- [What this task involves] Please copy every line from the records below that contains the string "players".

- [Information supplied]
=== Begin Enclosure ===

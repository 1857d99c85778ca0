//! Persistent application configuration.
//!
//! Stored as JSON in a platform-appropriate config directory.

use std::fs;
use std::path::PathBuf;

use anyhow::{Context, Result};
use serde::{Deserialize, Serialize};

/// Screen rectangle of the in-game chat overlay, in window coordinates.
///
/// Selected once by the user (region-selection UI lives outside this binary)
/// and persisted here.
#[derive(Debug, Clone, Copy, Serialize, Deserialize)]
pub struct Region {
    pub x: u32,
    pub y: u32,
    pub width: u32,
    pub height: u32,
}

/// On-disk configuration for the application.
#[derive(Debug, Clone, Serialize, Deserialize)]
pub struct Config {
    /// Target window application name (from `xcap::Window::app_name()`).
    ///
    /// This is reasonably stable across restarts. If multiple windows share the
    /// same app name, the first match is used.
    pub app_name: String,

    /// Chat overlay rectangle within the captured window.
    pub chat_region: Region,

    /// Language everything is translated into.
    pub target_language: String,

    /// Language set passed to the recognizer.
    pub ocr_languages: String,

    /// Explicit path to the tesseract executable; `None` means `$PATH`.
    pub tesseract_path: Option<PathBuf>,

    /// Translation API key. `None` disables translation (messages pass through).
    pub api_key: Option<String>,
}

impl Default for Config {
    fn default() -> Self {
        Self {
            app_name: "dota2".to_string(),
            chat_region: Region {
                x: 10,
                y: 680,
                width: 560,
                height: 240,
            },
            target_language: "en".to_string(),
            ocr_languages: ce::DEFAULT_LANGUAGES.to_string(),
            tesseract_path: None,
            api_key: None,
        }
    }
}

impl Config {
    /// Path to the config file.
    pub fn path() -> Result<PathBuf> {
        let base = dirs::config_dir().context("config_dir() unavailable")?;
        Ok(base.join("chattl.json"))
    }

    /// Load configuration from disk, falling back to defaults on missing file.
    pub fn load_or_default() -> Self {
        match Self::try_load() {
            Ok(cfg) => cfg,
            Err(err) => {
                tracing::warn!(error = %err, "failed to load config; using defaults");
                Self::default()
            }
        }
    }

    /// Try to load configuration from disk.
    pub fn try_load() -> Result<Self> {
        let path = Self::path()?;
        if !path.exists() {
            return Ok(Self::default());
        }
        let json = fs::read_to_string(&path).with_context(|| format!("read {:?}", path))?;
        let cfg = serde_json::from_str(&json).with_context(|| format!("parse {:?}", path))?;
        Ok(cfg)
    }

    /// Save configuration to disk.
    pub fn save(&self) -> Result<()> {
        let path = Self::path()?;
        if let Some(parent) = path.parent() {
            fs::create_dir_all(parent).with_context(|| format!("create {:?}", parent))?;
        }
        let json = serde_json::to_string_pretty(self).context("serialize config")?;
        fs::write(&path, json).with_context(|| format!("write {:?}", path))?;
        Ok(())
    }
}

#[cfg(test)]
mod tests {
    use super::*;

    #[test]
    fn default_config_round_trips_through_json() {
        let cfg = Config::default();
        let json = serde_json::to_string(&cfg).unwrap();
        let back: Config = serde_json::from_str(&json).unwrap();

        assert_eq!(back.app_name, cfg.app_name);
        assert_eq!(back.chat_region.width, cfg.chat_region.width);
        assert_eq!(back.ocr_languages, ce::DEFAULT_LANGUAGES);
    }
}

=== End Enclosure ===
=== Begin Enclosure ===

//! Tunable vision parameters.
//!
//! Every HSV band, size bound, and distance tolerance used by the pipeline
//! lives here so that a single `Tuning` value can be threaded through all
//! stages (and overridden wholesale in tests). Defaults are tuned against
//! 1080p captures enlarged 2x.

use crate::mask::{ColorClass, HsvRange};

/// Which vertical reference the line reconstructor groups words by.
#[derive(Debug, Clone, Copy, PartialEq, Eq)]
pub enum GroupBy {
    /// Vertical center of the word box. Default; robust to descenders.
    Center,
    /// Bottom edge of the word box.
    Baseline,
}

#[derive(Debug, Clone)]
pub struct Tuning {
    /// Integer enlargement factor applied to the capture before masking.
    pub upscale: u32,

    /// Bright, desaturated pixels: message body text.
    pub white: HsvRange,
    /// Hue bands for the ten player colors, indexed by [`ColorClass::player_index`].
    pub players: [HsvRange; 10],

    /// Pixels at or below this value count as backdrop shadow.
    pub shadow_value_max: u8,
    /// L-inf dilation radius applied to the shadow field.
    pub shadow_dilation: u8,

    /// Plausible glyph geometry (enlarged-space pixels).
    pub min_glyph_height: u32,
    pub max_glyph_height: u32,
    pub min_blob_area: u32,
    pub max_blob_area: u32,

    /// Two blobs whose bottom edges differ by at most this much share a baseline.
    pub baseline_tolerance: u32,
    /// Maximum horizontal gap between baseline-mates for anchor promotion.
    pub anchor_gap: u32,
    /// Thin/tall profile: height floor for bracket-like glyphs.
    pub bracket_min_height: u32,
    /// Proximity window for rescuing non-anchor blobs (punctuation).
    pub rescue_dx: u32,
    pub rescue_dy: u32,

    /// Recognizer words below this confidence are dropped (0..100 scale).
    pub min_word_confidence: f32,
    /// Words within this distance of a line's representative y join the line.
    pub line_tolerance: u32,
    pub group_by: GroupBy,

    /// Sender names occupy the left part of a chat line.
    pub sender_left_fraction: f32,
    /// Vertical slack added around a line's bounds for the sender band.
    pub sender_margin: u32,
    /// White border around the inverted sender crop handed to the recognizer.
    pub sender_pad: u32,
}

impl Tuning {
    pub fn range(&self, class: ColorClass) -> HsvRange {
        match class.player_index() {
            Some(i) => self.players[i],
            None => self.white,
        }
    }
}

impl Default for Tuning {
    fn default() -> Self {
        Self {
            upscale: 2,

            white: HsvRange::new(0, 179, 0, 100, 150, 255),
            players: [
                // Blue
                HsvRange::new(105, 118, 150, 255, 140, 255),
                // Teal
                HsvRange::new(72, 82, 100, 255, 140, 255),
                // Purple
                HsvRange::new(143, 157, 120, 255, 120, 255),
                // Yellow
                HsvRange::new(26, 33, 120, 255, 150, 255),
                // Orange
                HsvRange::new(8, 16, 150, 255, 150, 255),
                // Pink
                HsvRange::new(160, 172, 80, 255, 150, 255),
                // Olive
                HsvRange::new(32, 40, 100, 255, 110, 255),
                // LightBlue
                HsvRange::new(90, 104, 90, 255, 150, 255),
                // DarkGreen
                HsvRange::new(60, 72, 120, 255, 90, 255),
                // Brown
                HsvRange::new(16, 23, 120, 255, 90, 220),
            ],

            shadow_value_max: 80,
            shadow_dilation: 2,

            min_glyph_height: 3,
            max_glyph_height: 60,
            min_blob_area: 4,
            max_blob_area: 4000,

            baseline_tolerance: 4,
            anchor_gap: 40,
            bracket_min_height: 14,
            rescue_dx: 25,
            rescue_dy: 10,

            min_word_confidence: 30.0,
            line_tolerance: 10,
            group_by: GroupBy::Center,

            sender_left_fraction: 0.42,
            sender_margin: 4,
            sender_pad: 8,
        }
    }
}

=== End Enclosure ===

- [Result]
    pub players: [HsvRange; 10],
            Some(i) => self.players[i],
            players: [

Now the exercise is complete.